In 2016, Bone Therapeutics decided to direct its strategic focus to its next-generation, scalable off-the-shelf allogeneic cell therapy platform, ALLOB. This decision was taken to maximize value creation and to ensure the best use of available resources. The development of PREOB for the treatment of osteoporosis (OP), non-union fractures (NU) and hip osteonecrosis (ON) was discontinued in subsequent years. Following these developments, the FSMA started an inquiry in the framework of Regulation (EU) No. 596/2014 of the European Parliament and of the Council of 16 April 2014 (Market Abuse Regulation) in 2018. Bone Therapeutics has fully cooperated with this investigation.
In particular, at the time, Bone Therapeutics encountered difficulties in the clinical development of three programs, ALLOB-OP in preparation, PREOB-NU and PREOB-ON. These difficulties were identified in February and December 2016. The difficulties included a lack of external partners, recruitment delays and failures of acceleration programs. According to the FSMA, Bone Therapeutics, did not clearly communicate on this information until the press releases announcing the discontinuation of the clinical development of these three programs respectively in January 2017, December 2017 and November 2018.
Subsequent to these actions described above, the board and management of Bone Therapeutics have quasi-totally changed. To conclude this chapter definitively, the board and management has taken a number of initiatives to strengthen its market communication procedures. It has also concluded a settlement with the FSMA without an acknowledgment of guilt, and has agreed to a settlement amount of EUR 500,000. This settlement amount has no lasting impact on Bone Therapeutics’ ongoing activities and the development of its future programs.

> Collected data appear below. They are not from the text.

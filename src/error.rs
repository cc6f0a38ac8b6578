use std::fmt;
use std::path::{Path, PathBuf};

use thiserror::Error;

/// Stage of TextGrid parsing at which a [`FormatError`] was raised.
#[derive(Debug, Clone, Copy, PartialEq, Eq)]
pub enum ParseStep {
    DetectDialect,
    GlobalHeader,
    SplitTiers,
    TierHeader,
    TierEntries,
}

impl ParseStep {
    pub fn as_str(self) -> &'static str {
        match self {
            Self::DetectDialect => "detect dialect",
            Self::GlobalHeader => "read global header",
            Self::SplitTiers => "split tiers",
            Self::TierHeader => "parse tier header",
            Self::TierEntries => "parse tier entries",
        }
    }
}

impl fmt::Display for ParseStep {
    fn fmt(&self, f: &mut fmt::Formatter<'_>) -> fmt::Result {
        f.write_str(self.as_str())
    }
}

#[derive(Debug, Clone, PartialEq, Error)]
pub enum FormatError {
    #[error("detect dialect: unrecognized TextGrid header '{header}'")]
    UnknownDialect { header: String },
    #[error("{step}: {what} not found")]
    MissingPattern { step: ParseStep, what: &'static str },
    #[error("{step}: invalid {field} value '{value}'")]
    InvalidNumber {
        step: ParseStep,
        field: &'static str,
        value: String,
    },
    #[error("split tiers: header declares {declared} tier(s) but {recovered} were recovered")]
    TierCountMismatch { declared: usize, recovered: usize },
    #[error("parse tier header: unknown tier class '{class}'")]
    UnknownTierClass { class: String },
    #[error("{step}: malformed quoted label in tier '{tier}' ({parsed} of {expected} entries readable)")]
    MalformedLabel {
        step: ParseStep,
        tier: String,
        parsed: usize,
        expected: usize,
    },
    #[error("parse tier entries: only {parsed} of {records} entry records in tier '{tier}' read as {class} entries")]
    EntryShapeMismatch {
        tier: String,
        class: &'static str,
        parsed: usize,
        records: usize,
    },
}

impl FormatError {
    pub fn step(&self) -> ParseStep {
        match self {
            Self::UnknownDialect { .. } => ParseStep::DetectDialect,
            Self::MissingPattern { step, .. }
            | Self::InvalidNumber { step, .. }
            | Self::MalformedLabel { step, .. } => *step,
            Self::TierCountMismatch { .. } => ParseStep::SplitTiers,
            Self::UnknownTierClass { .. } => ParseStep::TierHeader,
            Self::EntryShapeMismatch { .. } => ParseStep::TierEntries,
        }
    }

    pub(crate) fn missing(step: ParseStep, what: &'static str) -> Self {
        Self::MissingPattern { step, what }
    }

    pub(crate) fn invalid_number(step: ParseStep, field: &'static str, value: &str) -> Self {
        Self::InvalidNumber {
            step,
            field,
            value: value.to_string(),
        }
    }
}

#[derive(Debug, Clone, PartialEq, Error)]
pub enum AlignmentError {
    #[error("empty alignment: word tier '{tier}' contains no '{marker}' silence markers")]
    NoSilenceMarkers { tier: String, marker: String },
    #[error("empty alignment: no sentence in tier '{tier}' contains a word")]
    NoSentences { tier: String },
    #[error("{kind} '{label}' at {start}s precedes every {target} start")]
    Unmatched {
        kind: &'static str,
        label: String,
        start: f64,
        target: &'static str,
    },
    #[error("tier '{tier}' is not ordered by start time at entry {index}")]
    UnsortedTier { tier: String, index: usize },
    #[error("{role} tier not found: {message}")]
    MissingTier { role: &'static str, message: String },
    #[error("{role} tier '{name}' is a {class}, expected an interval tier")]
    NotIntervalTier {
        role: &'static str,
        name: String,
        class: &'static str,
    },
    #[error("tier {index} ('{name}') looks like the {found} tier but was expected to hold {role}")]
    TierRoleMismatch {
        index: usize,
        name: String,
        role: &'static str,
        found: &'static str,
    },
}

impl AlignmentError {
    pub(crate) fn unmatched(
        kind: &'static str,
        label: &str,
        start: f64,
        target: &'static str,
    ) -> Self {
        Self::Unmatched {
            kind,
            label: label.to_string(),
            start,
            target,
        }
    }

    pub(crate) fn missing_tier(role: &'static str, message: impl Into<String>) -> Self {
        Self::MissingTier {
            role,
            message: message.into(),
        }
    }
}

/// Error surfaced by path-based entry points; always names the offending file.
#[derive(Debug, Error)]
pub enum PipelineError {
    #[error("I/O error while {context} '{}': {source}", .path.display())]
    Io {
        context: &'static str,
        path: PathBuf,
        #[source]
        source: std::io::Error,
    },
    #[error("JSON parse error while {context} '{}': {source}", .path.display())]
    Json {
        context: &'static str,
        path: PathBuf,
        #[source]
        source: serde_json::Error,
    },
    #[error("format error in '{}': {source}", .path.display())]
    Format {
        path: PathBuf,
        #[source]
        source: FormatError,
    },
    #[error("alignment error in '{}': {source}", .path.display())]
    Alignment {
        path: PathBuf,
        #[source]
        source: AlignmentError,
    },
}

impl PipelineError {
    pub(crate) fn io(context: &'static str, path: &Path, source: std::io::Error) -> Self {
        Self::Io {
            context,
            path: path.to_path_buf(),
            source,
        }
    }

    pub(crate) fn json(context: &'static str, path: &Path, source: serde_json::Error) -> Self {
        Self::Json {
            context,
            path: path.to_path_buf(),
            source,
        }
    }

    pub(crate) fn format(path: &Path, source: FormatError) -> Self {
        Self::Format {
            path: path.to_path_buf(),
            source,
        }
    }

    pub(crate) fn alignment(path: &Path, source: AlignmentError) -> Self {
        Self::Alignment {
            path: path.to_path_buf(),
            source,
        }
    }

    pub fn path(&self) -> &Path {
        match self {
            Self::Io { path, .. }
            | Self::Json { path, .. }
            | Self::Format { path, .. }
            | Self::Alignment { path, .. } => path,
        }
    }
}

/// Error from the in-memory entry points, before a path is attached.
#[derive(Debug, Clone, PartialEq, Error)]
pub enum TextGridError {
    #[error(transparent)]
    Format(#[from] FormatError),
    #[error(transparent)]
    Alignment(#[from] AlignmentError),
}

impl TextGridError {
    pub(crate) fn at(self, path: &Path) -> PipelineError {
        match self {
            Self::Format(source) => PipelineError::format(path, source),
            Self::Alignment(source) => PipelineError::alignment(path, source),
        }
    }
}

#[cfg(test)]
mod tests {
    use super::*;

    #[test]
    fn format_error_reports_its_step() {
        let err = FormatError::TierCountMismatch {
            declared: 2,
            recovered: 1,
        };
        assert_eq!(err.step(), ParseStep::SplitTiers);
        assert!(err.to_string().starts_with("split tiers:"));

        let err = FormatError::invalid_number(ParseStep::TierEntries, "xmin", "abc");
        assert_eq!(err.step(), ParseStep::TierEntries);
        assert_eq!(err.to_string(), "parse tier entries: invalid xmin value 'abc'");
    }

    #[test]
    fn pipeline_error_carries_path() {
        let err = TextGridError::from(FormatError::UnknownDialect {
            header: "nope".to_string(),
        })
        .at(Path::new("corpus/a.TextGrid"));
        assert_eq!(err.path(), Path::new("corpus/a.TextGrid"));
        assert!(matches!(err, PipelineError::Format { .. }));
        assert!(err.to_string().contains("corpus/a.TextGrid"));
    }
}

This settlement will allow Bone Therapeutics’ board of directors and management to fully focus in the future on the development of the modified Mesenchymal Stromal Cell (MSC) platform including ALLOB and the enhanced viscosupplement JTA-004.
The settlement was accepted by the FSMA's Executive Committee on 27 July 2021 and has been published on the FSMA's website.
About Bone Therapeutics
Bone Therapeutics is a leading biotech company focused on the development of innovative products to address high unmet needs in orthopedics and other diseases. The Company has a diversified portfolio of cell and biologic therapies at different stages ranging from pre-clinical programs in immunomodulation to mid-to-late stage clinical development for orthopedic conditions, targeting markets with large unmet medical needs and limited innovation.

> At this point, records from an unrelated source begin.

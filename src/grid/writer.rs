use std::fmt::Write;

use crate::types::{Dialect, TextGrid, Tier, TierType};

/// Serializes `grid` in the requested dialect.
///
/// Labels are written with Praat's doubled-quote escaping. Labels spanning
/// several lines are written as-is but cannot be read back.
pub fn write_textgrid(grid: &TextGrid, dialect: Dialect) -> String {
    match dialect {
        Dialect::OoText => write_oo_text(grid),
        Dialect::ShortOoText => write_short_oo_text(grid),
        Dialect::Chronological => write_chronological(grid),
    }
}

fn write_oo_text(grid: &TextGrid) -> String {
    let mut out = String::new();
    out.push_str("File type = \"ooTextFile\"\nObject class = \"TextGrid\"\n\n");
    let _ = writeln!(out, "xmin = {}", grid.xmin);
    let _ = writeln!(out, "xmax = {}", grid.xmax);
    out.push_str("tiers? <exists>\n");
    let _ = writeln!(out, "size = {}", grid.tiers.len());
    out.push_str("item []:\n");
    for (i, tier) in grid.tiers.iter().enumerate() {
        let _ = writeln!(out, "    item [{}]:", i + 1);
        let _ = writeln!(out, "        class = \"{}\"", tier.tier_type);
        let _ = writeln!(out, "        name = \"{}\"", quote(&tier.name));
        let _ = writeln!(out, "        xmin = {}", tier.xmin);
        let _ = writeln!(out, "        xmax = {}", tier.xmax);
        match tier.tier_type {
            TierType::IntervalTier => {
                let _ = writeln!(out, "        intervals: size = {}", tier.intervals.len());
                for (j, interval) in tier.intervals.iter().enumerate() {
                    let _ = writeln!(out, "        intervals [{}]:", j + 1);
                    let _ = writeln!(out, "            xmin = {}", interval.xmin);
                    let _ = writeln!(out, "            xmax = {}", interval.xmax);
                    let _ = writeln!(out, "            text = \"{}\"", quote(&interval.text));
                }
            }
            TierType::TextTier => {
                let _ = writeln!(out, "        points: size = {}", tier.points.len());
                for (j, point) in tier.points.iter().enumerate() {
                    let _ = writeln!(out, "        points [{}]:", j + 1);
                    let _ = writeln!(out, "            number = {}", point.time);
                    let _ = writeln!(out, "            mark = \"{}\"", quote(&point.mark));
                }
            }
        }
    }
    out
}

fn write_short_oo_text(grid: &TextGrid) -> String {
    let mut out = String::new();
    out.push_str("File type = \"ooTextFile\"\nObject class = \"TextGrid\"\n\n");
    let _ = writeln!(out, "{}\n{}\n<exists>\n{}", grid.xmin, grid.xmax, grid.tiers.len());
    for tier in &grid.tiers {
        let _ = writeln!(
            out,
            "\"{}\"\n\"{}\"\n{}\n{}\n{}",
            tier.tier_type,
            quote(&tier.name),
            tier.xmin,
            tier.xmax,
            tier.entry_count()
        );
        for interval in &tier.intervals {
            let _ = writeln!(
                out,
                "{}\n{}\n\"{}\"",
                interval.xmin,
                interval.xmax,
                quote(&interval.text)
            );
        }
        for point in &tier.points {
            let _ = writeln!(out, "{}\n\"{}\"", point.time, quote(&point.mark));
        }
    }
    out
}

/// Chronological files list every entry once, across tiers, by start time.
fn write_chronological(grid: &TextGrid) -> String {
    let mut out = String::new();
    out.push_str("\"Praat chronological TextGrid text file\"\n");
    let _ = writeln!(out, "{} {}   ! Time domain.", grid.xmin, grid.xmax);
    let _ = writeln!(out, "{}   ! Number of tiers.", grid.tiers.len());
    for tier in &grid.tiers {
        let _ = writeln!(
            out,
            "\"{}\" \"{}\" {} {}",
            tier.tier_type,
            quote(&tier.name),
            tier.xmin,
            tier.xmax
        );
    }

    let mut records = grid
        .tiers
        .iter()
        .enumerate()
        .flat_map(|(i, tier)| chronological_records(i + 1, tier))
        .collect::<Vec<_>>();
    records.sort_by(|a, b| a.0.total_cmp(&b.0));
    for (_, record) in records {
        out.push_str(&record);
    }
    out
}

fn chronological_records(index: usize, tier: &Tier) -> Vec<(f64, String)> {
    let intervals = tier.intervals.iter().map(move |interval| {
        (
            interval.xmin,
            format!(
                "{index} {} {}\n\"{}\"\n",
                interval.xmin,
                interval.xmax,
                quote(&interval.text)
            ),
        )
    });
    let points = tier.points.iter().map(move |point| {
        (
            point.time,
            format!("{index} {}\n\"{}\"\n", point.time, quote(&point.mark)),
        )
    });
    intervals.chain(points).collect()
}

fn quote(label: &str) -> String {
    label.replace('"', "\"\"")
}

Bone Therapeutics is developing an off-the-shelf next-generation improved viscosupplement, JTA-004, which is currently in Phase III development for the treatment of pain in knee osteoarthritis. Consisting of a unique combination of plasma proteins, hyaluronic acid - a natural component of knee synovial fluid, and a fast-acting analgesic, JTA-004 intends to provide added lubrication and protection to the cartilage of the arthritic joint and to alleviate osteoarthritic pain and inflammation. Positive Phase IIb efficacy results in patients with knee osteoarthritis showed a statistically significant improvement in pain relief compared to a leading viscosupplement.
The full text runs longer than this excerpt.